Hypothesis / aims of study
Urinary tract infection (UTI) is the most common bacterial infection independent of age. Currently, the gold standard for diagnosis of UTI is based on the presence of bacteria together with white blood cells in the urine to distinguish significant infection vs contamination. Unfortunately, white blood cell count in the urine is non-specific. An ideal biomarker would be elevated in the presence of all UTIs, regardless of causative organism, and not elevated in the absence of UTI, or the presence of systemic inflammatory disease. We hypothesised that interleukin-8 (IL-8), alone or in combination with another reactive protein, is a potential biomarker for UTI.
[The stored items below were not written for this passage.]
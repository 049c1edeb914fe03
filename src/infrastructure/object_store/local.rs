// Copyright 2026 Google LLC
//
// Licensed under the Apache License, Version 2.0 (the "License");
// you may not use this file except in compliance with the License.
// You may obtain a copy of the License at
//
//      http://www.apache.org/licenses/LICENSE-2.0
//
// Unless required by applicable law or agreed to in writing, software
// distributed under the License is distributed on an "AS IS" BASIS,
// WITHOUT WARRANTIES OR CONDITIONS OF ANY KIND, either express or implied.
// See the License for the specific language governing permissions and
// limitations under the License.

use crate::domain::errors::PublishError;
use crate::infrastructure::object_store::validate_key;
use crate::ports::object_store_port::ObjectStore;
use async_trait::async_trait;
use bytes::Bytes;
use std::path::PathBuf;

/// Publishes into a directory tree; keys become relative paths under `root`.
#[derive(Debug, Clone)]
pub struct LocalObjectStore {
    root: PathBuf,
}

impl LocalObjectStore {
    pub fn new(root: impl Into<PathBuf>) -> Self {
        Self { root: root.into() }
    }
}

#[async_trait]
impl ObjectStore for LocalObjectStore {
    fn describe(&self) -> String {
        format!("file://{}", self.root.display())
    }

    async fn put(&self, key: &str, body: Bytes) -> Result<String, PublishError> {
        validate_key(key)?;
        let path = self.root.join(key);
        if let Some(parent) = path.parent() {
            tokio::fs::create_dir_all(parent).await?;
        }
        tokio::fs::write(&path, &body)
            .await
            .map_err(|e| PublishError::Upload {
                key: key.to_string(),
                reason: e.to_string(),
            })?;
        let absolute = tokio::fs::canonicalize(&path).await?;
        Ok(format!("file://{}", absolute.display()))
    }
}

#[cfg(test)]
mod tests {
    use super::*;

    #[tokio::test]
    async fn test_put_writes_under_root_and_overwrites() {
        let dir = tempfile::tempdir().unwrap();
        let store = LocalObjectStore::new(dir.path());

        let uri = store
            .put("daily/a.csv", Bytes::from_static(b"id\n1\n"))
            .await
            .unwrap();
        assert!(uri.starts_with("file://"));
        assert!(uri.ends_with("daily/a.csv"));

        store
            .put("daily/a.csv", Bytes::from_static(b"id\n2\n"))
            .await
            .unwrap();
        assert_eq!(
            std::fs::read_to_string(dir.path().join("daily/a.csv")).unwrap(),
            "id\n2\n"
        );
    }

    #[tokio::test]
    async fn test_put_rejects_escaping_keys() {
        let dir = tempfile::tempdir().unwrap();
        let store = LocalObjectStore::new(dir.path());
        assert!(matches!(
            store.put("../outside.csv", Bytes::new()).await,
            Err(PublishError::InvalidKey { .. })
        ));
    }
}
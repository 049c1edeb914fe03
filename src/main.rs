// Copyright 2026 Google LLC
//
// Licensed under the Apache License, Version 2.0 (the "License");
// you may not use this file except in compliance with the License.
// You may obtain a copy of the License at
//
//      http://www.apache.org/licenses/LICENSE-2.0
//
// Unless required by applicable law or agreed to in writing, software
// distributed under the License is distributed on an "AS IS" BASIS,
// WITHOUT WARRANTIES OR CONDITIONS OF ANY KIND, either express or implied.
// See the License for the specific language governing permissions and
// limitations under the License.

use clap::Parser;
use log::{error, info};
use report_relay::application::runtime::RuntimeContext;
use report_relay::application::scheduler::ReportScheduler;
use report_relay::config::{AppConfig, CliArgs, Command};
use std::process;

#[tokio::main]
async fn main() {
    // 1. Parse Arguments
    let args = CliArgs::parse();

    // 2. Initialize Logging
    env_logger::Builder::new()
        .filter_level(args.log_level)
        .parse_default_env()
        .init();

    // 3. Load Config
    let config_path = args.config_path();
    let mut config = match AppConfig::from_file(&config_path) {
        Ok(c) => c,
        Err(e) => {
            error!("Failed to load config: {}", e);
            process::exit(1);
        }
    };

    // Merge CLI overrides
    config.merge_cli(&args);

    if let Err(e) = config.validate() {
        error!("Invalid configuration: {}", e);
        process::exit(1);
    }
    info!("Loaded configuration from {}", config_path.display());

    // 4. Resolve connections, publisher and runners
    let ctx = match RuntimeContext::init(&config).await {
        Ok(ctx) => ctx,
        Err(e) => {
            error!("Startup failed: {}", e);
            process::exit(1);
        }
    };

    match args.command {
        Command::Check => {
            let now = chrono::Local::now();
            for runner in ctx.runners() {
                let report = runner.report();
                let next = report
                    .schedule
                    .next_after(&now)
                    .map(|t| t.to_rfc3339())
                    .unwrap_or_else(|| "never".to_string());
                println!(
                    "{}\t{}\t{}\tnext: {}",
                    report.name,
                    report.connection,
                    report.schedule.expression(),
                    next
                );
            }
            info!("Configuration OK");
        }
        Command::Run {
            report: Some(name),
        } => match ctx.run_report_once(&name).await {
            Ok(outcome) => {
                info!(
                    "Report {} wrote {} rows to {}",
                    outcome.report,
                    outcome.artifact.rows,
                    outcome.artifact.path.display()
                );
                if let Some(published) = &outcome.published {
                    info!("Published {}", published.artifact_uri);
                }
            }
            Err(e) => {
                error!("Report {} failed: {}", name, e);
                process::exit(1);
            }
        },
        Command::Run { report: None } => {
            let scheduler = ReportScheduler::start(ctx.runners().cloned());
            info!("Scheduler started with {} reports", scheduler.len());

            if let Err(e) = tokio::signal::ctrl_c().await {
                error!("Cannot listen for shutdown signal: {}", e);
            }
            info!("Shutting down");
            scheduler.shutdown();
        }
    }
}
Study design, materials and methods
IL-8, IL-6, Lactoferrin, Uromodulin (Tamm–Horsfall protein-THP). and Procalcitonin levels were measured in urine samples sent to the regional clinical pathology laboratory for microbiology testing where the laboratory confirmed infection with Escherichia coli (n=80), Proteus spp (n=80) or Klebsiella spp (n=80) and culture negative/ no growth (n=75). All assays used were solid-phase sandwich ELISAs from commercial suppliers designed to measure the amount of target bound between a matched antibody pair. Statistical analysis was performed using the Wilcoxon rank sum test with continuity correction and with significance defined as p<0.05.
Interpretation of results
IL-8 and lactoferrin emerge as promising candidates for distinguishing UTIs and warrant further research to validate the findings and explore the clinical implications for UTI diagnosis and management. Since some no growth samples showed increased IL-8, the possibility of a systemic inflammatory condition raising interleukin levels needs to be excluded. Combined marker measurement may emerge as a strategy to increase sensitivity and specificity.